ABOUT THIS EXERCISE
Identify, in the records below, every line where the string "listing" appears, and copy each such line.

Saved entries
>>

#[cfg(test)]
mod tests {
    use super::*;
    use strum::IntoEnumIterator;
    use webfs_kernel::MemoryFs;
    use webfs_types::OpId;

    #[test]
    fn test_method_names_are_snake_case() {
        assert_eq!(FsMethod::CreateFile.as_ref(), "create_file");
        assert_eq!(FsMethod::FindFilesWithPattern.as_ref(), "find_files_with_pattern");
        for method in FsMethod::iter() {
            assert_eq!(FsMethod::from_str(method.as_ref()).unwrap(), method);
        }
    }

    #[tokio::test]
    async fn test_unknown_method_is_not_implemented() {
        let service = FsService::new(Arc::new(MemoryFs::new()));
        let args = LazyElementList::decode(&ArgList::new().encode()).unwrap();
        assert_eq!(
            service.handle_call("format_drive", args).await,
            Err(NtStatus::NotImplemented)
        );
    }

    #[tokio::test]
    async fn test_missing_argument_is_invalid_parameter() {
        let service = FsService::new(Arc::new(MemoryFs::new()));
        let encoded = ArgList::new().arg("a.txt").unwrap().encode();
        let args = LazyElementList::decode(&encoded).unwrap();
        assert_eq!(
            service.handle_call("get_file_information", args).await,
            Err(NtStatus::InvalidParameter)
        );
    }

    #[tokio::test]
    async fn test_read_reply_is_binary() {
        let fs = MemoryFs::new();
        fs.insert_file("a.txt", "hello").unwrap();
        let service = FsService::new(Arc::new(fs));
        let info = AsyncFileInfo::new(OpId::new(1, 1));
        let open = ArgList::new()
            .arg("a.txt")
            .unwrap()
            .arg(&FileAccess::GENERIC_READ)
            .unwrap()
            .arg(&FileShare::READ)
            .unwrap()
            .arg(&FileMode::Open)
            .unwrap()
            .arg(&FileOptions::empty())
            .unwrap()
            .arg(&FileAttributes::NORMAL)
            .unwrap()
            .arg(&info)
            .unwrap()
            .encode();
        let reply = service
            .handle_call("create_file", LazyElementList::decode(&open).unwrap())
            .await
            .unwrap()
            .unwrap();
        assert!(!reply.decode::<CreateFileReply>().unwrap().is_directory);

        let read = args!["a.txt", &0u64, &16u32, &info].unwrap().encode();
        let reply = service
            .handle_call("read_file", LazyElementList::decode(&read).unwrap())
            .await
            .unwrap()
            .unwrap();
        // bin8 marker
        assert_eq!(reply.raw()[0], 0xc4);
        assert_eq!(reply.decode::<ByteBuf>().unwrap().as_ref(), b"hello");
    }

    #[tokio::test]
    async fn test_unit_results_have_no_payload() {
        let fs = MemoryFs::new();
        fs.insert_dir("docs").unwrap();
        let service = FsService::new(Arc::new(fs));
        let encoded = args!["", &AsyncFileInfo::new(OpId::DETACHED)].unwrap().encode();
        let listing = service
            .handle_call("find_files", LazyElementList::decode(&encoded).unwrap())
            .await
            .unwrap()
            .unwrap()
            .decode::<Vec<FileInformation>>()
            .unwrap();
        assert_eq!(listing.len(), 1);

        let encoded = args![&AsyncFileInfo::new(OpId::DETACHED)].unwrap().encode();
        assert_eq!(
            service
                .handle_call("unmounted", LazyElementList::decode(&encoded).unwrap())
                .await,
            Ok(None)
        );
    }
}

<<

WRITTEN ANSWER
        let listing = service
        assert_eq!(listing.len(), 1);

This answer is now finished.